Two haploid cells are the end result of the first meiotic division. The cells are haploid because at each pole, there is just one of each pair of the homologous chromosomes. However, each homolog still consists of two sister chromatids. Recall that sister chromatids are merely duplicates of one of the two homologous chromosomes (except for changes that occurred during crossing over). In meiosis II, these two sister chromatids will separate, creating four haploid daughter cells.
15.1.2 Meiosis II
In some species, cells enter a brief interphase, or interkinesis, before entering meiosis II. Interkinesis lacks an S phase, so chromosomes are not duplicated. The two cells produced in meiosis I go through the events of meiosis II in synchrony. During meiosis II, the sister chromatids within the two daughter cells separate, forming four new haploid gametes.

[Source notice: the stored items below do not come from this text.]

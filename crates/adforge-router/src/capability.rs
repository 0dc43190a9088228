//! Capability requirements derived from a render plan.

use std::collections::BTreeSet;

use adforge_models::{CapabilityProfile, Feature, RenderPlan, Resolution};
use serde::{Deserialize, Serialize};

/// What an engine must support to render a plan.
#[derive(Debug, Clone, PartialEq, Eq, Serialize, Deserialize)]
pub struct RequiredCapabilities {
    pub resolution: Resolution,
    pub duration_ms: u64,
    pub features: BTreeSet<Feature>,
}

impl RequiredCapabilities {
    pub fn from_plan(plan: &RenderPlan) -> Self {
        let mut features = BTreeSet::new();
        if plan.has_filters() {
            features.insert(Feature::Filters);
        }
        if !plan.overlays.is_empty() {
            features.insert(Feature::Overlays);
        }
        if !plan.transitions.is_empty() {
            features.insert(Feature::Transitions);
        }
        if plan.has_speed_changes() {
            features.insert(Feature::SpeedChange);
        }
        if plan.audio_tracks.len() > 1 {
            features.insert(Feature::MultiAudio);
        }
        if plan.has_audio_fades() {
            features.insert(Feature::AudioFades);
        }
        Self {
            resolution: plan.output.resolution,
            duration_ms: plan.total_duration_ms(),
            features,
        }
    }

    /// Reasons `profile` cannot render this plan. Empty when compatible.
    pub fn mismatches(&self, profile: &CapabilityProfile) -> Vec<String> {
        let mut reasons = Vec::new();
        if !self.resolution.fits_within(profile.max_resolution) {
            reasons.push(format!(
                "resolution {} exceeds {}",
                self.resolution, profile.max_resolution
            ));
        }
        if self.duration_ms > profile.max_duration_ms {
            reasons.push(format!(
                "duration {}ms exceeds {}ms",
                self.duration_ms, profile.max_duration_ms
            ));
        }
        let missing: Vec<&str> = self
            .features
            .iter()
            .filter(|f| !profile.supports(**f))
            .map(Feature::as_str)
            .collect();
        if !missing.is_empty() {
            reasons.push(format!("missing {}", missing.join(", ")));
        }
        reasons
    }
}
//! Shared fixtures for unit tests.

use adforge_models::{AggregateScores, AnalyzedVideo, AudioMetadata, Resolution, Segment, SegmentType};

fn segment(id: &str, segment_type: SegmentType, start_ms: u64, end_ms: u64, attention: f64) -> Segment {
    Segment {
        id: id.to_string(),
        segment_type,
        start_ms,
        end_ms,
        pacing: 0.55,
        clarity: 0.65,
        attention,
        transcript: None,
        visual_tags: Vec::new(),
    }
}

/// Hook 40, CTA 0.3, no proof. Every other signal is healthy.
pub fn weak_video() -> AnalyzedVideo {
    AnalyzedVideo {
        video_id: "ad-weak".to_string(),
        source_uri: "file:///ads/ad-weak.mp4".to_string(),
        duration_ms: 30_000,
        resolution: Resolution::FULL_HD_PORTRAIT,
        segments: vec![
            segment("s1", SegmentType::Hook, 0, 3_000, 0.8),
            segment("s2", SegmentType::Problem, 3_000, 8_000, 0.7),
            segment("s3", SegmentType::Solution, 8_000, 16_000, 0.65),
            segment("s4", SegmentType::Benefit, 16_000, 24_000, 0.6),
            segment("s5", SegmentType::Cta, 24_000, 30_000, 0.55),
        ],
        scores: AggregateScores {
            hook_score: 40.0,
            cta_strength: 0.3,
            pacing_consistency: 0.8,
            proof_present: Some(false),
            attention_curve: Vec::new(),
        },
        audio: AudioMetadata::default(),
    }
}

/// Same cut with strong scores and proof present.
pub fn healthy_video() -> AnalyzedVideo {
    let mut video = weak_video();
    video.video_id = "ad-healthy".to_string();
    video.scores.hook_score = 85.0;
    video.scores.cta_strength = 0.8;
    video.scores.pacing_consistency = 0.85;
    video.scores.proof_present = Some(true);
    video
}
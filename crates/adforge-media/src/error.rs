//! Error types for media operations.

use thiserror::Error;

/// Result type for media operations.
pub type MediaResult<T> = Result<T, MediaError>;

/// Errors that can occur while rendering a plan locally.
#[derive(Debug, Error)]
pub enum MediaError {
    #[error("FFmpeg not found in PATH")]
    FfmpegNotFound,

    #[error("FFmpeg command failed: {message}")]
    FfmpegFailed {
        message: String,
        stderr: Option<String>,
        exit_code: Option<i32>,
    },

    #[error("Plan cannot be rendered: {0}")]
    PlanNotReady(String),

    #[error("Operation cancelled")]
    Cancelled,

    #[error("Operation timed out after {0} seconds")]
    Timeout(u64),

    #[error("IO error: {0}")]
    Io(#[from] std::io::Error),

    #[error("Internal error: {0}")]
    Internal(String),
}

impl MediaError {
    /// Create an FFmpeg failure error.
    pub fn ffmpeg_failed(
        message: impl Into<String>,
        stderr: Option<String>,
        exit_code: Option<i32>,
    ) -> Self {
        Self::FfmpegFailed {
            message: message.into(),
            stderr,
            exit_code,
        }
    }

    /// Create a plan-not-ready error.
    pub fn plan_not_ready(reason: impl Into<String>) -> Self {
        Self::PlanNotReady(reason.into())
    }

    /// Create an internal error.
    pub fn internal(message: impl Into<String>) -> Self {
        Self::Internal(message.into())
    }

    /// Whether running the same command again may succeed.
    ///
    /// A process killed by a signal has no exit code and is treated as
    /// transient; a clean non-zero exit is not.
    pub fn is_transient(&self) -> bool {
        match self {
            MediaError::Timeout(_) | MediaError::Io(_) => true,
            MediaError::FfmpegFailed { exit_code, .. } => exit_code.is_none(),
            MediaError::FfmpegNotFound
            | MediaError::PlanNotReady(_)
            | MediaError::Cancelled
            | MediaError::Internal(_) => false,
        }
    }
}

The mechanics of meiosis II is similar to mitosis, except that each dividing cell has only one set of homologous chromosomes. Therefore, each cell has half the number of sister chromatids to separate out as a diploid cell undergoing mitosis.

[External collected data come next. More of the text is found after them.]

//! Routing job identifiers, states and degradation levels.

use schemars::JsonSchema;
use serde::{Deserialize, Serialize};
use std::fmt;
use uuid::Uuid;

/// Unique identifier for a routing job.
#[derive(Debug, Clone, PartialEq, Eq, Hash, Serialize, Deserialize, JsonSchema)]
#[serde(transparent)]
pub struct JobId(pub String);

impl JobId {
    /// Generate a new random job ID.
    pub fn new() -> Self {
        Self(Uuid::new_v4().to_string())
    }

    /// Create from an existing string.
    pub fn from_string(s: impl Into<String>) -> Self {
        Self(s.into())
    }

    pub fn as_str(&self) -> &str {
        &self.0
    }
}

impl Default for JobId {
    fn default() -> Self {
        Self::new()
    }
}

impl fmt::Display for JobId {
    fn fmt(&self, f: &mut fmt::Formatter<'_>) -> fmt::Result {
        write!(f, "{}", self.0)
    }
}

/// Lifecycle state of a routing job.
#[derive(Debug, Clone, Copy, PartialEq, Eq, Hash, Serialize, Deserialize, JsonSchema, Default)]
#[serde(rename_all = "snake_case")]
pub enum RouteState {
    #[default]
    Pending,
    Routing,
    Executing,
    Validating,
    Degraded,
    Completed,
    PartialSuccess,
}

impl RouteState {
    pub fn as_str(&self) -> &'static str {
        match self {
            RouteState::Pending => "pending",
            RouteState::Routing => "routing",
            RouteState::Executing => "executing",
            RouteState::Validating => "validating",
            RouteState::Degraded => "degraded",
            RouteState::Completed => "completed",
            RouteState::PartialSuccess => "partial_success",
        }
    }

    pub fn is_terminal(&self) -> bool {
        matches!(self, RouteState::Completed | RouteState::PartialSuccess)
    }

    /// Whether the edge `self -> next` is part of the lifecycle.
    pub fn can_transition_to(&self, next: RouteState) -> bool {
        use RouteState::*;
        matches!(
            (self, next),
            (Pending, Routing)
                | (Routing, Executing)
                | (Routing, PartialSuccess)
                | (Executing, Validating)
                | (Executing, Degraded)
                | (Validating, Completed)
                | (Validating, Degraded)
                | (Degraded, Routing)
                | (Degraded, Executing)
                | (Degraded, PartialSuccess)
        )
    }
}

impl fmt::Display for RouteState {
    fn fmt(&self, f: &mut fmt::Formatter<'_>) -> fmt::Result {
        write!(f, "{}", self.as_str())
    }
}

/// Rung of the degradation ladder.
#[derive(
    Debug, Clone, Copy, PartialEq, Eq, Hash, PartialOrd, Ord, Serialize, Deserialize, JsonSchema,
    Default,
)]
#[serde(rename_all = "snake_case")]
pub enum DegradationLevel {
    /// L0: plan as compiled on the top-scored engine
    #[default]
    Normal,
    /// L1: retry the same engine once after a transient error
    RetrySame,
    /// L2: reduced-fidelity plan
    Simplify,
    /// L3: exclude attempted engines and re-score
    SwitchEngine,
    /// L4: terminal partial success
    PartialSuccess,
}

impl DegradationLevel {
    pub fn as_u8(&self) -> u8 {
        match self {
            DegradationLevel::Normal => 0,
            DegradationLevel::RetrySame => 1,
            DegradationLevel::Simplify => 2,
            DegradationLevel::SwitchEngine => 3,
            DegradationLevel::PartialSuccess => 4,
        }
    }

    pub fn as_str(&self) -> &'static str {
        match self {
            DegradationLevel::Normal => "normal",
            DegradationLevel::RetrySame => "retry_same",
            DegradationLevel::Simplify => "simplify",
            DegradationLevel::SwitchEngine => "switch_engine",
            DegradationLevel::PartialSuccess => "partial_success",
        }
    }
}

impl fmt::Display for DegradationLevel {
    fn fmt(&self, f: &mut fmt::Formatter<'_>) -> fmt::Result {
        write!(f, "L{} {}", self.as_u8(), self.as_str())
    }
}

Prophase and Prometaphase II
If the chromosomes decondensed in telophase I, they condense again. If nuclear envelopes were formed, they fragment into vesicles. The centrosomes that were duplicated during interkinesis move away from each other toward opposite poles, and new spindles are formed. The nuclear envelopes are completely broken down, and the spindle is fully formed. Each sister chromatid forms an individual kinetochore that attaches to microtubules from opposite poles.
The sister chromatids are maximally condensed and aligned at the equator of the cell.

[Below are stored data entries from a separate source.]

fn resolve_targets<'a>(video: &'a AnalyzedVideo, target: &SegmentTarget) -> Vec<&'a Segment> {
    match target {
        SegmentTarget::Id(id) => video.segment(id).into_iter().collect(),
        SegmentTarget::Type(segment_type) => video.segments_of(*segment_type).collect(),
    }
}

fn apply_action(
    edit: &mut SegmentEdit,
    action: &StrategyAction,
    segment: &Segment,
    overlay: Option<String>,
) {
    match action.kind {
        ActionKind::Compress => {
            edit.speed = action
                .factor
                .unwrap_or(DEFAULT_COMPRESS_SPEED)
                .clamp(1.0, MAX_COMPRESS_SPEED);
            edit.trim_fraction = COMPRESS_TRIM_FRACTION;
        }
        ActionKind::Emphasize => {
            edit.speed = action
                .factor
                .unwrap_or(DEFAULT_EMPHASIZE_SPEED)
                .clamp(MIN_EMPHASIZE_SPEED, 1.0);
            push_unique(&mut edit.filters, VideoFilter::PunchIn);
            if segment.transcript.as_deref().is_some_and(|t| !t.trim().is_empty()) {
                push_unique(&mut edit.filters, VideoFilter::Captions);
            }
        }
        ActionKind::Remove => edit.removed = true,
        // Position is recorded by the caller and applied after placement
        ActionKind::Reorder => {}
        ActionKind::Split => {
            edit.split_fraction = Some(
                action
                    .factor
                    .unwrap_or(DEFAULT_SPLIT_FRACTION)
                    .clamp(0.05, 0.95),
            );
        }
        ActionKind::Merge => edit.merge_next = true,
    }
    // Any kind may carry an asset; it overlays the segment wherever it lands
    if overlay.is_some() {
        edit.overlay = overlay;
    }
}

fn push_unique(filters: &mut Vec<VideoFilter>, filter: VideoFilter) {
    if !filters.contains(&filter) {
        filters.push(filter);
    }
}

fn build_entry(segment: &Segment, edit: &SegmentEdit) -> TimelineEntry {
    let trim = (segment.duration_ms() as f64 * edit.trim_fraction).round() as u64;
    let trim_start_ms = segment.start_ms + trim;
    let trim_end_ms = segment.end_ms.saturating_sub(trim);
    let split_at_ms = edit.split_fraction.map(|fraction| {
        let kept = trim_end_ms.saturating_sub(trim_start_ms);
        trim_start_ms + (kept as f64 * fraction).round() as u64
    });

    TimelineEntry {
        segment_id: segment.id.clone(),
        segment_type: segment.segment_type,
        source_start_ms: segment.start_ms,
        source_end_ms: segment.end_ms,
        trim_start_ms,
        trim_end_ms,
        placement_start_ms: 0,
        speed: edit.speed,
        filters: edit.filters.clone(),
        split_at_ms,
    }
}

/// Move reordered entries to their requested output positions. Requests are
/// applied in ascending position; positions past the end append.
fn apply_reorders(timeline: &mut Vec<TimelineEntry>, reorders: &[(String, usize)]) {
    let mut requests: Vec<&(String, usize)> = reorders.iter().collect();
    requests.sort_by_key(|(_, position)| *position);

    let mut moved = Vec::new();
    for (id, position) in requests {
        if let Some(index) = timeline.iter().position(|e| &e.segment_id == id) {
            moved.push((timeline.remove(index), *position));
        }
    }
    for (entry, position) in moved {
        let at = position.min(timeline.len());
        timeline.insert(at, entry);
    }
}

fn audio_tracks(video: &AnalyzedVideo, total_duration_ms: u64) -> Vec<AudioTrack> {
    let mut tracks = vec![AudioTrack {
        id: "source".to_string(),
        kind: AudioTrackKind::Source,
        source_uri: video.source_uri.clone(),
        gain_db: 0.0,
        fade_in_ms: 0,
        fade_out_ms: 0,
    }];

    if let Some(music_uri) = &video.audio.music_uri {
        let fade = MUSIC_FADE_MS.min(total_duration_ms / 4);
        tracks.push(AudioTrack {
            id: "music".to_string(),
            kind: AudioTrackKind::Music,
            source_uri: music_uri.clone(),
            gain_db: if video.audio.has_voiceover { -12.0 } else { -6.0 },
            fade_in_ms: fade,
            fade_out_ms: fade,
        });
    }

    tracks
}

fn uncompilable(
    video: &AnalyzedVideo,
    candidate: &StrategyCandidate,
    output: OutputFormat,
    plan_id: String,
    reason: String,
) -> RenderPlan {
    warn!(plan_id = %plan_id, reason = %reason, "Strategy is uncompilable");
    RenderPlan {
        plan_id,
        source_uri: video.source_uri.clone(),
        strategy_id: Some(candidate.id.clone()),
        timeline: Vec::new(),
        overlays: Vec::new(),
        transitions: Vec::new(),
        audio_tracks: Vec::new(),
        output,
        validation: Validation::default(),
        status: PlanStatus::Uncompilable { reason },
        simplified: false,
    }
}
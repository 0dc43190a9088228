//! Goal-weighted candidate scoring.

use std::cmp::Ordering;

use adforge_models::{
    DetectedProblem, HistoricalOutcome, OptimizationGoal, ProblemType, ScoreBreakdown,
    ScoredStrategy, StrategyCandidate,
};

use crate::frameworks;
use crate::trust::framework_trust;

/// Fixed penalty applied to the generic fallback framework.
pub const FALLBACK_PENALTY: f64 = 0.15;

/// Term weights for one optimization goal.
#[derive(Debug, Clone, Copy, PartialEq)]
pub struct GoalWeights {
    pub impact: f64,
    pub risk: f64,
    pub cost: f64,
    pub trust: f64,
}

impl GoalWeights {
    pub fn for_goal(goal: OptimizationGoal) -> Self {
        match goal {
            OptimizationGoal::Retention => Self {
                impact: 0.5,
                risk: 0.2,
                cost: 0.1,
                trust: 0.2,
            },
            OptimizationGoal::Ctr => Self {
                impact: 0.5,
                risk: 0.25,
                cost: 0.1,
                trust: 0.15,
            },
            OptimizationGoal::Conversions => Self {
                impact: 0.45,
                risk: 0.3,
                cost: 0.1,
                trust: 0.15,
            },
        }
    }
}

/// How much a problem matters for a goal.
pub fn relevance(goal: OptimizationGoal, problem: ProblemType) -> f64 {
    use ProblemType::*;
    match (goal, problem) {
        (OptimizationGoal::Retention, HookWeak | AttentionDrop) => 1.3,
        (OptimizationGoal::Retention, PacingSlow | PacingInconsistent) => 1.2,
        (OptimizationGoal::Ctr, CtaWeak) => 1.4,
        (OptimizationGoal::Ctr, HookWeak) => 1.2,
        (OptimizationGoal::Ctr, BenefitUnclear) => 1.1,
        (OptimizationGoal::Conversions, CtaWeak | ProofMissing) => 1.3,
        (OptimizationGoal::Conversions, BenefitUnclear) => 1.2,
        _ => 1.0,
    }
}

/// Share of the goal-weighted problem severity a candidate addresses.
pub fn impact(
    candidate: &StrategyCandidate,
    problems: &[DetectedProblem],
    goal: OptimizationGoal,
) -> f64 {
    let weighted = |p: &DetectedProblem| p.severity * relevance(goal, p.problem_type);
    let total: f64 = problems.iter().map(weighted).sum();
    if total <= 0.0 {
        return 0.0;
    }
    let solved: f64 = problems
        .iter()
        .filter(|p| candidate.solves_problem(p.problem_type))
        .map(weighted)
        .sum();

    (solved / total * frameworks::spec(candidate.framework).effectiveness).clamp(0.0, 1.0)
}

/// Score one candidate.
pub fn score(
    candidate: StrategyCandidate,
    problems: &[DetectedProblem],
    goal: OptimizationGoal,
    history: &[HistoricalOutcome],
) -> ScoredStrategy {
    let weights = GoalWeights::for_goal(goal);
    let trust = framework_trust(candidate.framework, history);

    let breakdown = ScoreBreakdown {
        impact: impact(&candidate, problems, goal) * weights.impact,
        risk_penalty: candidate.risk * weights.risk,
        cost_penalty: candidate.cost * weights.cost,
        trust_bonus: trust * weights.trust,
        fallback_penalty: if candidate.framework.is_generic_fallback() {
            FALLBACK_PENALTY
        } else {
            0.0
        },
    };

    ScoredStrategy {
        final_score: breakdown.total(),
        candidate,
        breakdown,
        trust,
    }
}

/// Score every candidate and sort best-first. Ties keep framework order.
pub fn rank(
    candidates: Vec<StrategyCandidate>,
    problems: &[DetectedProblem],
    goal: OptimizationGoal,
    history: &[HistoricalOutcome],
) -> Vec<ScoredStrategy> {
    let mut scored: Vec<ScoredStrategy> = candidates
        .into_iter()
        .map(|c| score(c, problems, goal, history))
        .collect();

    scored.sort_by(|a, b| {
        b.final_score
            .partial_cmp(&a.final_score)
            .unwrap_or(Ordering::Equal)
            .then(a.framework().cmp(&b.framework()))
    });
    scored
}

#[cfg(test)]
mod tests {
    use super::*;
    use adforge_models::Framework;

    fn candidate(framework: Framework, solves: Vec<ProblemType>, risk: f64) -> StrategyCandidate {
        StrategyCandidate {
            id: format!("{}-1", framework.as_str()),
            framework,
            solves,
            risk,
            cost: 0.2,
            actions: Vec::new(),
        }
    }

    fn problems() -> Vec<DetectedProblem> {
        vec![
            DetectedProblem::new(ProblemType::CtaWeak, 0.7, "cta"),
            DetectedProblem::new(ProblemType::HookWeak, 0.6, "hook"),
        ]
    }

    #[test]
    fn test_goal_changes_impact() {
        let c = candidate(Framework::DirectResponse, vec![ProblemType::CtaWeak], 0.2);
        let ctr = impact(&c, &problems(), OptimizationGoal::Ctr);
        let retention = impact(&c, &problems(), OptimizationGoal::Retention);
        assert!(ctr > retention);
    }

    #[test]
    fn test_fallback_penalty_applied() {
        let scored = score(
            candidate(Framework::GenericPolish, vec![ProblemType::CtaWeak], 0.1),
            &problems(),
            OptimizationGoal::Ctr,
            &[],
        );
        assert_eq!(scored.breakdown.fallback_penalty, FALLBACK_PENALTY);
        assert!((scored.final_score - scored.breakdown.total()).abs() < 1e-12);
    }

    #[test]
    fn test_history_raises_score() {
        let c = candidate(Framework::RapidCut, vec![ProblemType::HookWeak], 0.3);
        let history = vec![
            HistoricalOutcome {
                framework: Framework::RapidCut,
                kept: true,
                regenerated: false,
            };
            3
        ];
        let cold = score(c.clone(), &problems(), OptimizationGoal::Retention, &[]);
        let warm = score(c, &problems(), OptimizationGoal::Retention, &history);
        assert!(warm.final_score > cold.final_score);
    }

    #[test]
    fn test_rank_ties_follow_framework_order() {
        let ranked = rank(
            vec![
                candidate(Framework::StoryArc, vec![ProblemType::HookWeak], 0.3),
                candidate(Framework::HookFirst, vec![ProblemType::HookWeak], 0.3),
            ],
            &problems(),
            OptimizationGoal::Ctr,
            &[],
        );
        assert_eq!(ranked[0].framework(), Framework::HookFirst);
    }
}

The sister chromatids are pulled apart by the kinetochore microtubules and move toward opposite poles. Non-kinetochore microtubules elongate the cell. Note that during meiosis I, the homologous chromosomes are pulled apart, while in meiosis II, sister chromatids are pulled apart (Figure 15.6).
Telophase II and Cytokinesis
The chromosomes arrive at opposite poles and begin to decondense. Nuclear envelopes form around the chromosomes. Cytokinesis separates the two cells into four unique haploid cells. At this point, the newly formed nuclei are both haploid. The cells produced are genetically unique because of the random assortment of paternal and maternal homologs and because of the recombining of maternal and paternal segments of chromosomes (with their sets of genes) that occurs during crossover. The entire process of meiosis is outlined in Figure 15.7.
15.1.3 Comparing Meiosis and Mitosis
Mitosis and meiosis are both forms of division of the nucleus in eukaryotic cells. They share some similarities, but also exhibit distinct differences that lead to very different outcomes (Figure 15.8). Mitosis is a single nuclear division that results in two nuclei that are usually partitioned into two new cells. The nuclei resulting from a mitotic division are genetically identical to the original nucleus. They have the same number of sets of chromosomes. In most plants and all animal species, diploid cells typically undergo mitosis to form new diploid cells. In contrast, meiosis consists of two nuclear divisions resulting in four nuclei that are usually partitioned into four new cells. The nuclei resulting from meiosis are not genetically identical and they contain one chromosome set only. This is half the number of chromosome sets in the original diploid cell.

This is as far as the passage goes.